What to produce:
The complete listing that follows is to be set down again, exactly as it appears.

Data section:

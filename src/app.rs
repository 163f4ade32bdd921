use crate::config::Config;
use crate::omdb::{OmdbApi, OmdbClient};
use crate::runtime::{spawn_session, SessionHandle};
use crate::session::{Command, CommandError, Session, SessionView};
use crate::watched::WatchedStore;
use anyhow::Result;
use axum::{
    extract::{Path, State},
    http::StatusCode,
    response::{IntoResponse, Response},
    routing::{delete, get, post, put},
    Json, Router,
};
use serde::Deserialize;
use serde_json::json;
use std::sync::Arc;
use tower_http::limit::RequestBodyLimitLayer;
use tower_http::trace::TraceLayer;
use tracing::{error, info, warn};

const MAX_BODY_BYTES: usize = 16 * 1024;

#[derive(Clone)]
pub struct AppState {
    pub session: SessionHandle,
}

impl AppState {
    /// Opens the watch list and starts the session task.
    pub fn start(api: Arc<dyn OmdbApi>, watched: WatchedStore) -> Self {
        let (session, _task) = spawn_session(Session::new(watched), api);
        Self { session }
    }
}

pub async fn run_server(config: Config) -> Result<()> {
    let omdb: Arc<dyn OmdbApi> = Arc::new(OmdbClient::from_config(&config)?);
    let watched = WatchedStore::open(&config.watched_path);
    info!("Using watch list at {:?}", watched.path());

    let app = build_router(AppState::start(omdb, watched));

    info!("Listening on {}", config.bind_addr);
    let listener = tokio::net::TcpListener::bind(config.bind_addr).await?;
    axum::serve(listener, app)
        .with_graceful_shutdown(shutdown_signal())
        .await?;
    Ok(())
}

pub fn build_router(state: AppState) -> Router {
    Router::new()
        .route("/health", get(health))
        .route("/state", get(current_state))
        .route("/query", put(set_query))
        .route("/query/clear", post(clear_query))
        .route("/page/next", post(next_page))
        .route("/page/previous", post(previous_page))
        .route("/select/:id", post(select_movie))
        .route("/close", post(close_movie))
        .route("/rating", post(rate_movie))
        .route("/watched", post(add_watched))
        .route("/watched/:id", delete(delete_watched))
        .layer(RequestBodyLimitLayer::new(MAX_BODY_BYTES))
        .layer(TraceLayer::new_for_http())
        .with_state(state)
}

async fn health() -> &'static str {
    "OK"
}

#[derive(Debug, Deserialize)]
struct QueryBody {
    query: String,
}

#[derive(Debug, Deserialize)]
struct RatingBody {
    /// Wider than a star count so oversized values reach the range check.
    rating: u16,
}

async fn current_state(State(state): State<AppState>) -> Response {
    match state.session.snapshot().await {
        Ok(view) => Json(view).into_response(),
        Err(e) => session_unavailable(e),
    }
}

async fn set_query(State(state): State<AppState>, Json(body): Json<QueryBody>) -> Response {
    dispatch(&state, Command::SetQuery(body.query)).await
}

async fn clear_query(State(state): State<AppState>) -> Response {
    dispatch(&state, Command::ClearQuery).await
}

async fn next_page(State(state): State<AppState>) -> Response {
    dispatch(&state, Command::NextPage).await
}

async fn previous_page(State(state): State<AppState>) -> Response {
    dispatch(&state, Command::PreviousPage).await
}

async fn select_movie(State(state): State<AppState>, Path(id): Path<String>) -> Response {
    dispatch(&state, Command::Select(id)).await
}

async fn close_movie(State(state): State<AppState>) -> Response {
    dispatch(&state, Command::Close).await
}

async fn rate_movie(State(state): State<AppState>, Json(body): Json<RatingBody>) -> Response {
    match u8::try_from(body.rating) {
        Ok(rating) => dispatch(&state, Command::Rate(rating)).await,
        Err(_) => command_rejected(CommandError::RatingOutOfRange(body.rating)),
    }
}

async fn add_watched(State(state): State<AppState>) -> Response {
    dispatch(&state, Command::AddWatched).await
}

async fn delete_watched(State(state): State<AppState>, Path(id): Path<String>) -> Response {
    dispatch(&state, Command::DeleteWatched(id)).await
}

async fn dispatch(state: &AppState, command: Command) -> Response {
    match state.session.send(command).await {
        Ok(Ok(view)) => view_response(view),
        Ok(Err(e)) => command_rejected(e),
        Err(e) => session_unavailable(e),
    }
}

fn view_response(view: SessionView) -> Response {
    (StatusCode::OK, Json(view)).into_response()
}

fn command_rejected(err: CommandError) -> Response {
    let status = match err {
        CommandError::RatingOutOfRange(_) => StatusCode::BAD_REQUEST,
        CommandError::NoSelection
        | CommandError::DetailNotLoaded
        | CommandError::AlreadyWatched
        | CommandError::NotRated => StatusCode::CONFLICT,
    };
    warn!("Rejected command: {}", err);
    (
        status,
        Json(json!({"status": "error", "message": err.to_string()})),
    )
        .into_response()
}

fn session_unavailable(err: anyhow::Error) -> Response {
    error!("Session unavailable: {:#}", err);
    (
        StatusCode::INTERNAL_SERVER_ERROR,
        Json(json!({"status": "error", "message": "session unavailable"})),
    )
        .into_response()
}

async fn shutdown_signal() {
    let ctrl_c = async {
        tokio::signal::ctrl_c()
            .await
            .expect("failed to install Ctrl+C handler");
    };

    #[cfg(unix)]
    let terminate = async {
        use tokio::signal::unix::{signal, SignalKind};
        let mut term = signal(SignalKind::terminate()).expect("failed to install SIGTERM handler");
        term.recv().await;
    };

    #[cfg(not(unix))]
    let terminate = std::future::pending::<()>();

    tokio::select! {
        _ = ctrl_c => {
            info!("Shutdown signal received (Ctrl+C)");
        }
        _ = terminate => {
            info!("Shutdown signal received (SIGTERM)");
        }
    }
}
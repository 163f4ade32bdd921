//! Query OMDb through the app's client and print the mapped records as JSON.
//! Usage:
//!   cargo run --bin omdb_props -- search <query> [page]
//!   cargo run --bin omdb_props -- detail <imdb_id>
//! Requires OMDB_API_KEY in the environment (.env supported).

use anyhow::{anyhow, Context, Result};
use dotenvy::dotenv;
use popcorn::config::Config;
use popcorn::omdb::{OmdbApi, OmdbClient};
use popcorn::pagination::total_pages;
use serde_json::json;
use std::env;

#[tokio::main]
async fn main() -> Result<()> {
    dotenv().ok();

    let mut args = env::args().skip(1);
    let mode = args
        .next()
        .context("expected 'search <query> [page]' or 'detail <imdb_id>'")?;
    let config = Config::from_env()?;
    let client = OmdbClient::from_config(&config)?;

    let output = match mode.as_str() {
        "search" => {
            let query = args.next().context("missing search query")?;
            let page = match args.next() {
                Some(p) => p.parse::<u32>().context("page must be a positive number")?,
                None => 1,
            };
            let result = client.search(&query, page.max(1)).await?;
            json!({
                "query": query,
                "page": page.max(1),
                "total_results": result.total_results,
                "total_pages": total_pages(result.total_results),
                "items": result.items,
            })
        }
        "detail" => {
            let id = args.next().context("missing IMDb id")?;
            serde_json::to_value(client.fetch_detail(&id).await?)?
        }
        other => return Err(anyhow!("unknown mode '{}'", other)),
    };

    println!("{}", serde_json::to_string_pretty(&output)?);
    Ok(())
}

Written response:
filename src/app.rs
repository 163f4ade32bdd921
use crate::config::Config;
use crate::omdb::{OmdbApi, OmdbClient};
use crate::runtime::{spawn_session, SessionHandle};
use crate::session::{Command, CommandError, Session, SessionView};
use crate::watched::WatchedStore;
use anyhow::Result;
use axum::{
    extract::{Path, State},
    http::StatusCode,
    response::{IntoResponse, Response},
    routing::{delete, get, post, put},
    Json, Router,
};
use serde::Deserialize;
use serde_json::json;
use std::sync::Arc;
use tower_http::limit::RequestBodyLimitLayer;
use tower_http::trace::TraceLayer;
use tracing::{error, info, warn};

const MAX_BODY_BYTES: usize = 16 * 1024;

#[derive(Clone)]
pub struct AppState {
    pub session: SessionHandle,
}

impl AppState {
    /// Opens the watch list and starts the session task.
    pub fn start(api: Arc<dyn OmdbApi>, watched: WatchedStore) -> Self {
        let (session, _task) = spawn_session(Session::new(watched), api);
        Self { session }
    }
}

pub async fn run_server(config: Config) -> Result<()> {
    let omdb: Arc<dyn OmdbApi> = Arc::new(OmdbClient::from_config(&config)?);
    let watched = WatchedStore::open(&config.watched_path);
    info!("Using watch list at {:?}", watched.path());

    let app = build_router(AppState::start(omdb, watched));

    info!("Listening on {}", config.bind_addr);
    let listener = tokio::net::TcpListener::bind(config.bind_addr).await?;
    axum::serve(listener, app)
        .with_graceful_shutdown(shutdown_signal())
        .await?;
    Ok(())
}

pub fn build_router(state: AppState) -> Router {
    Router::new()
        .route("/health", get(health))
        .route("/state", get(current_state))
        .route("/query", put(set_query))
        .route("/query/clear", post(clear_query))
        .route("/page/next", post(next_page))
        .route("/page/previous", post(previous_page))
        .route("/select/:id", post(select_movie))
        .route("/close", post(close_movie))
        .route("/rating", post(rate_movie))
        .route("/watched", post(add_watched))
        .route("/watched/:id", delete(delete_watched))
        .layer(RequestBodyLimitLayer::new(MAX_BODY_BYTES))
        .layer(TraceLayer::new_for_http())
        .with_state(state)
}

async fn health() -> &'static str {
    "OK"
}

#[derive(Debug, Deserialize)]
struct QueryBody {
    query: String,
}

#[derive(Debug, Deserialize)]
struct RatingBody {
    /// Wider than a star count so oversized values reach the range check.
    rating: u16,
}

async fn current_state(State(state): State<AppState>) -> Response {
    match state.session.snapshot().await {
        Ok(view) => Json(view).into_response(),
        Err(e) => session_unavailable(e),
    }
}

async fn set_query(State(state): State<AppState>, Json(body): Json<QueryBody>) -> Response {
    dispatch(&state, Command::SetQuery(body.query)).await
}

async fn clear_query(State(state): State<AppState>) -> Response {
    dispatch(&state, Command::ClearQuery).await
}

async fn next_page(State(state): State<AppState>) -> Response {
    dispatch(&state, Command::NextPage).await
}

async fn previous_page(State(state): State<AppState>) -> Response {
    dispatch(&state, Command::PreviousPage).await
}

async fn select_movie(State(state): State<AppState>, Path(id): Path<String>) -> Response {
    dispatch(&state, Command::Select(id)).await
}

async fn close_movie(State(state): State<AppState>) -> Response {
    dispatch(&state, Command::Close).await
}

async fn rate_movie(State(state): State<AppState>, Json(body): Json<RatingBody>) -> Response {
    match u8::try_from(body.rating) {
        Ok(rating) => dispatch(&state, Command::Rate(rating)).await,
        Err(_) => command_rejected(CommandError::RatingOutOfRange(body.rating)),
    }
}

async fn add_watched(State(state): State<AppState>) -> Response {
    dispatch(&state, Command::AddWatched).await
}

async fn delete_watched(State(state): State<AppState>, Path(id): Path<String>) -> Response {
    dispatch(&state, Command::DeleteWatched(id)).await
}

async fn dispatch(state: &AppState, command: Command) -> Response {
    match state.session.send(command).await {
        Ok(Ok(view)) => view_response(view),
        Ok(Err(e)) => command_rejected(e),
        Err(e) => session_unavailable(e),
    }
}

fn view_response(view: SessionView) -> Response {
    (StatusCode::OK, Json(view)).into_response()
}

fn command_rejected(err: CommandError) -> Response {
    let status = match err {
        CommandError::RatingOutOfRange(_) => StatusCode::BAD_REQUEST,
        CommandError::NoSelection
        | CommandError::DetailNotLoaded
        | CommandError::AlreadyWatched
        | CommandError::NotRated => StatusCode::CONFLICT,
    };
    warn!("Rejected command: {}", err);
    (
        status,
        Json(json!({"status": "error", "message": err.to_string()})),
    )
        .into_response()
}

fn session_unavailable(err: anyhow::Error) -> Response {
    error!("Session unavailable: {:#}", err);
    (
        StatusCode::INTERNAL_SERVER_ERROR,
        Json(json!({"status": "error", "message": "session unavailable"})),
    )
        .into_response()
}

async fn shutdown_signal() {
    let ctrl_c = async {
        tokio::signal::ctrl_c()
            .await
            .expect("failed to install Ctrl+C handler");
    };

    #[cfg(unix)]
    let terminate = async {
        use tokio::signal::unix::{signal, SignalKind};
        let mut term = signal(SignalKind::terminate()).expect("failed to install SIGTERM handler");
        term.recv().await;
    };

    #[cfg(not(unix))]
    let terminate = std::future::pending::<()>();

    tokio::select! {
        _ = ctrl_c => {
            info!("Shutdown signal received (Ctrl+C)");
        }
        _ = terminate => {
            info!("Shutdown signal received (SIGTERM)");
        }
    }
}
repository 163f4ade32bdd921
//! Query OMDb through the app's client and print the mapped records as JSON.
//! Usage:
//!   cargo run --bin omdb_props -- search <query> [page]
//!   cargo run --bin omdb_props -- detail <imdb_id>
//! Requires OMDB_API_KEY in the environment (.env supported).

use anyhow::{anyhow, Context, Result};
use dotenvy::dotenv;
use popcorn::config::Config;
use popcorn::omdb::{OmdbApi, OmdbClient};
use popcorn::pagination::total_pages;
use serde_json::json;
use std::env;

#[tokio::main]
async fn main() -> Result<()> {
    dotenv().ok();

    let mut args = env::args().skip(1);
    let mode = args
        .next()
        .context("expected 'search <query> [page]' or 'detail <imdb_id>'")?;
    let config = Config::from_env()?;
    let client = OmdbClient::from_config(&config)?;

    let output = match mode.as_str() {
        "search" => {
            let query = args.next().context("missing search query")?;
            let page = match args.next() {
                Some(p) => p.parse::<u32>().context("page must be a positive number")?,
                None => 1,
            };
            let result = client.search(&query, page.max(1)).await?;
            json!({
                "query": query,
                "page": page.max(1),
                "total_results": result.total_results,
                "total_pages": total_pages(result.total_results),
                "items": result.items,
            })
        }
        "detail" => {
            let id = args.next().context("missing IMDb id")?;
            serde_json::to_value(client.fetch_detail(&id).await?)?
        }
        other => return Err(anyhow!("unknown mode '{}'", other)),
    };

    println!("{}", serde_json::to_string_pretty(&output)?);
    Ok(())
}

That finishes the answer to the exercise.